Tentu kita sangat mengharapkan moto Ditjen Pajak ''Lunasi Pajaknya, Awasi Penggunaannya'' tidak akan membuat masyarakat berubah sikap menjadi ''Buat Apa Bayar Pajak kalau Uangnya Disalahgunakan''. Jangan sampai kasus tersebut berpengaruh buruk terhadap citra pemerintah di bidang pajak yang ujung-ujungnya akan berdampak pula kepada kemalasan masyarakat untuk membayar pajak karena uang hasil pajak rawan disalahgunakan.



3.3    Dampak Tidak Langsung Korupsi Terhadap Perpajakan

Dampak secara tidak langsung sangatlah banyak, namun disini kami urai tiga poin penting dari dampak secara tidak langsung ini. Pertama, yakni penurunan peringkat utang pemerintah. Karena dinilai pemerintah belum bisa memberantas secara tegas korupsi yang nantinya akan mempengaruhi kemampuan negara mengatur anggaran termasuk di dalamnya ialah pembayaran bunga dan utang pemerintah jatuh tempo. Tentu saja hal ini akan mengganggu arus penerimaan APBN, karena penerimaan negara kita belum bisa sepenuhnya mengharapkan hanya dari sektor perpajakan saja.

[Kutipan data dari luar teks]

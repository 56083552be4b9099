// src/key/cache.rs

use super::PublicKey;
use moka::future::Cache;
use std::sync::Arc;
use tracing::debug;

/// An in-process store of public keys, indexed by key identifier.
///
/// Entries never expire and are never evicted; the cache lives exactly as
/// long as the caller keeps it. Clones share the same storage, so one cache
/// can be handed to every concurrent verification.
#[derive(Clone)]
pub struct KeyCache {
    keys: Cache<String, Arc<dyn PublicKey>>,
}

impl KeyCache {
    /// Creates an empty cache.
    pub fn new() -> Self {
        Self {
            keys: Cache::builder().build(),
        }
    }

    /// Inserts a key, replacing any key already stored under its identifier.
    pub async fn store(&self, key: Arc<dyn PublicKey>) {
        debug!("Caching public key kid: {}", key.identifier());
        self.keys.insert(key.identifier().to_string(), key).await;
    }

    pub async fn store_many<I>(&self, keys: I)
    where
        I: IntoIterator<Item = Arc<dyn PublicKey>>,
    {
        for key in keys {
            self.store(key).await;
        }
    }

    /// Looks up a key by identifier. Never performs network activity.
    pub async fn retrieve(&self, identifier: &str) -> Option<Arc<dyn PublicKey>> {
        self.keys.get(identifier).await
    }

    pub fn contains(&self, identifier: &str) -> bool {
        self.keys.contains_key(identifier)
    }
}

impl Default for KeyCache {
    fn default() -> Self {
        Self::new()
    }
}

impl std::fmt::Debug for KeyCache {
    fn fmt(&self, f: &mut std::fmt::Formatter<'_>) -> std::fmt::Result {
        f.debug_struct("KeyCache")
            .field("entries", &self.keys.entry_count())
            .finish()
    }
}
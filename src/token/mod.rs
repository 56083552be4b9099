// src/token/mod.rs

//! Identity token parsing and verification.

mod header;
mod payload;

pub use header::Header;
pub use payload::{Payload, RealPerson};

use crate::client::KeySetClient;
use crate::codec;
use crate::error::{Result, SiwaError};
use crate::key::{KeyCache, PublicKey};
use rsa::{Pkcs1v15Sign, RsaPublicKey};
use sha2::{Digest, Sha256};
use std::fmt;
use std::time::{SystemTime, UNIX_EPOCH};
use tracing::{info, instrument};

/// The only signing algorithm the provider uses.
pub const RS256: &str = "RS256";

/// The outcome of checking a parsed token against a resolved key.
#[derive(Debug, Clone, PartialEq, Eq)]
pub enum Verification {
    Valid,
    /// The header names an algorithm other than RS256.
    UnsupportedAlgorithm(String),
    InvalidSignature,
    Expired { expiration_time: i64, now: i64 },
    AudienceMismatch { expected: String, actual: String },
}

impl Verification {
    pub fn is_valid(&self) -> bool {
        matches!(self, Verification::Valid)
    }
}

impl fmt::Display for Verification {
    fn fmt(&self, f: &mut fmt::Formatter<'_>) -> fmt::Result {
        match self {
            Verification::Valid => write!(f, "valid"),
            Verification::UnsupportedAlgorithm(alg) => write!(f, "unsupported algorithm {}", alg),
            Verification::InvalidSignature => write!(f, "signature does not match"),
            Verification::Expired {
                expiration_time,
                now,
            } => write!(f, "expired at {} (now {})", expiration_time, now),
            Verification::AudienceMismatch { expected, actual } => {
                write!(f, "audience mismatch, expected: {}, actual: {}", expected, actual)
            }
        }
    }
}

/// A parsed identity token.
///
/// The signed bytes are the header and payload segments exactly as they
/// appeared on the wire; the signature is checked against those, never
/// against re-encoded claims.
#[derive(Debug, Clone)]
pub struct IdentityToken {
    header: Header,
    payload: Payload,
    signed_bytes: Vec<u8>,
    signature: Vec<u8>,
    raw_token: Vec<u8>,
}

impl IdentityToken {
    /// Parses a `header.payload.signature` token.
    ///
    /// # Errors
    ///
    /// * [`SiwaError::MalformedToken`] unless there are exactly three non-empty
    ///   segments whose header and payload hold the expected JSON claims.
    /// * [`SiwaError::Decode`] if a segment is not base64url.
    pub fn parse(raw_token: impl AsRef<[u8]>) -> Result<Self> {
        let raw_token = raw_token.as_ref();
        let segments: Vec<&[u8]> = raw_token.split(|b| *b == b'.').collect();
        let [header_segment, payload_segment, signature_segment] = segments.as_slice() else {
            return Err(SiwaError::MalformedToken(format!(
                "expected 3 segments, found {}",
                segments.len()
            )));
        };
        if segments.iter().any(|segment| segment.is_empty()) {
            return Err(SiwaError::MalformedToken("empty token segment".to_string()));
        }

        let header = Header::decode(&decode_json(header_segment, "header")?)?;
        let payload = Payload::decode(&decode_json(payload_segment, "payload")?)?;
        let signature = codec::decode(signature_segment)?;
        let signed_len = header_segment.len() + 1 + payload_segment.len();

        Ok(Self {
            header,
            payload,
            signed_bytes: raw_token[..signed_len].to_vec(),
            signature,
            raw_token: raw_token.to_vec(),
        })
    }

    pub fn header(&self) -> &Header {
        &self.header
    }

    pub fn payload(&self) -> &Payload {
        &self.payload
    }

    /// `header-segment '.' payload-segment`, as received.
    pub fn signed_bytes(&self) -> &[u8] {
        &self.signed_bytes
    }

    pub fn signature(&self) -> &[u8] {
        &self.signature
    }

    pub fn raw_token(&self) -> &[u8] {
        &self.raw_token
    }

    /// Resolves the signing key and checks signature, expiry and audience.
    ///
    /// A rejected token is an `Ok` carrying the reason. `Err` is reserved for
    /// failures to resolve or reconstruct the key, such as
    /// [`SiwaError::KeyNotFound`] or [`SiwaError::Network`].
    #[instrument(skip_all, fields(kid = %self.header.identifier()), err)]
    pub async fn verify(
        &self,
        client: &KeySetClient,
        audience: &str,
        cache: Option<&KeyCache>,
        ignore_expiry: bool,
    ) -> Result<Verification> {
        let key = self.header.resolve_public_key(client, cache).await?;
        let verification = self.verify_with_key(key.as_ref(), audience, ignore_expiry)?;
        if !verification.is_valid() {
            info!("Identity token rejected: {}", verification);
        }
        Ok(verification)
    }

    /// Like [`IdentityToken::verify`], collapsing every rejection into `false`.
    pub async fn is_validly_signed(
        &self,
        client: &KeySetClient,
        audience: &str,
        cache: Option<&KeyCache>,
        ignore_expiry: bool,
    ) -> Result<bool> {
        Ok(self.verify(client, audience, cache, ignore_expiry).await?.is_valid())
    }

    /// Checks the token against an already resolved key, without network access.
    pub fn verify_with_key(
        &self,
        key: &dyn PublicKey,
        audience: &str,
        ignore_expiry: bool,
    ) -> Result<Verification> {
        let now = (!ignore_expiry).then(unix_now);
        Ok(self.evaluate(key.rsa_public_key()?, audience, now))
    }

    // `now` is `None` when expiry is not checked. The first failing check wins.
    fn evaluate(&self, rsa_key: &RsaPublicKey, audience: &str, now: Option<i64>) -> Verification {
        if self.header.algorithm() != RS256 {
            return Verification::UnsupportedAlgorithm(self.header.algorithm().to_string());
        }

        let digest = Sha256::digest(&self.signed_bytes);
        if rsa_key
            .verify(Pkcs1v15Sign::new::<Sha256>(), &digest, &self.signature)
            .is_err()
        {
            return Verification::InvalidSignature;
        }

        if let Some(now) = now {
            if now >= self.payload.expiration_time() {
                return Verification::Expired {
                    expiration_time: self.payload.expiration_time(),
                    now,
                };
            }
        }

        if self.payload.audience() != audience {
            return Verification::AudienceMismatch {
                expected: audience.to_string(),
                actual: self.payload.audience().to_string(),
            };
        }

        Verification::Valid
    }
}

fn decode_json(segment: &[u8], name: &str) -> Result<serde_json::Value> {
    let bytes = codec::decode(segment)?;
    serde_json::from_slice(&bytes)
        .map_err(|e| SiwaError::MalformedToken(format!("{} is not valid JSON: {}", name, e)))
}

fn unix_now() -> i64 {
    SystemTime::now()
        .duration_since(UNIX_EPOCH)
        .map(|elapsed| elapsed.as_secs() as i64)
        .unwrap_or_default()
}
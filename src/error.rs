// src/error.rs

use crate::token::Verification;
use base64::DecodeError;
use thiserror::Error;

/// The primary error type for the `siwa` library.
#[derive(Debug, Error)]
pub enum SiwaError {
    /// A base64url segment or key component could not be decoded.
    #[error("Base64URL decoding error: {0}")]
    Decode(#[from] DecodeError),

    /// The identity token does not have the expected structure or claims.
    #[error("Malformed identity token: {0}")]
    MalformedToken(String),

    /// A key record published by the provider is missing fields or unusable.
    #[error("Malformed public key: {0}")]
    MalformedKey(String),

    /// The key set could not be fetched (transport failure, timeout or non-success status).
    #[error("HTTP request error: {0}")]
    Network(#[from] reqwest::Error),

    /// The key set response was not JSON, or had no `keys` array.
    #[error("Unexpected key set response: {0}")]
    ResponseFormat(String),

    /// No published key matches the token's `kid`.
    #[error("Key not found for kid: {0}")]
    KeyNotFound(String),

    /// Returned by the strict verification API when a token is rejected.
    #[error("Token verification failed: {0}")]
    VerificationFailed(Verification),

    /// A provided URL could not be parsed.
    #[error("Invalid URL: {0}")]
    InvalidUrl(String),

    /// A configuration value is invalid.
    #[error("Invalid configuration: {0}")]
    InvalidConfiguration(String),
}

impl SiwaError {
    /// Whether this error points at an operational problem (network, unknown key)
    /// rather than at the token itself.
    pub fn is_operational(&self) -> bool {
        matches!(
            self,
            SiwaError::Network(_) | SiwaError::ResponseFormat(_) | SiwaError::KeyNotFound(_)
        )
    }
}

pub type Result<T> = std::result::Result<T, SiwaError>;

Efek multiplier lainnya berupa keengganan investor untuk menanamkan modalnya di Indonesia, akibat dari korupsi ini. Korupsi menjadikan pembangunan nasional tak merata dan “seadanya” sehingga fasilitas umum mudah rusak dan tak layak. Juga karena banyaknya pungutan liar (pungli) dalam proses perijinan usaha dan investasi, sehingga biaya “siluman” investasi di Indonesia sangat tak terduga. Ketidakpastian sistem dan kondisi politik ekonomi ini, pada akhirnya membuat investor berpikir ulang untuk melirik Indonesia sebagai ladang investasinya.

Pada akhirnya, kita akan kehilangan potential gain dan potensi penerimaan pajak akibat keputusan investor yang mengurungkan dan meninjau ulang ketika akan berinvestasi di Indonesia. Seperti kasus yang merebak kemarin, ketika perusahaan selular Blackberry akhirnya urung investasi di Indonesia, alih-alih di Malaysia. Ataupun maskapai penerbangan Lion Air yang akhirnya memilih memarkirkan pesawatnya di Singapura akibat biaya yang sangat mahal di Indonesia.

Potensi hilangnya pemasukan negara akibat korupsi sektor perpajakan dinilai lebih dari Rp 10 triliun per tahun. Potensi korupsi terbesar terletak pada Pengadilan Pajak. Apalagi persentase kekalahan yang dialami negara dalam Pengadilan Pajak sekitar 80 persen selama periode 2002-2009. Data yang dimiliki ICW menunjukkan, selama 2002-2009, gugatan dan banding yang masuk ke Pengadilan Pajak mencapai 22.249 berkas. Sebanyak 16.953 berkas bisa diterima secara formal dan sisanya ditolak. Putusan yang mengabulkan gugatan wajib pajak mencapai 13.672 berkas atau sebesar 81 persen. [4]

Pemerintah, dalam hal ini diwakili Ditjen Pajak, kadang kurang persiapan, pembelaan atau bahkan argumen untuk memperkuat alasan yang menjadi dasar sengketa. Namun selain itu, bisa juga karena penggugat kadang secara “ajaib” dapat memberikan bukti baru di persidangan akan suatu sengketa dalam pajak, yang ketika dilakukan pemeriksaan kala itu, bukti tidak ada. Juga bisa terjadi suatu tindakan KKN dari tergugat yang menyuap pihak pengadilan pajak untuk meloloskan, memenangkan, maupun meringankan keputusan pengadilan.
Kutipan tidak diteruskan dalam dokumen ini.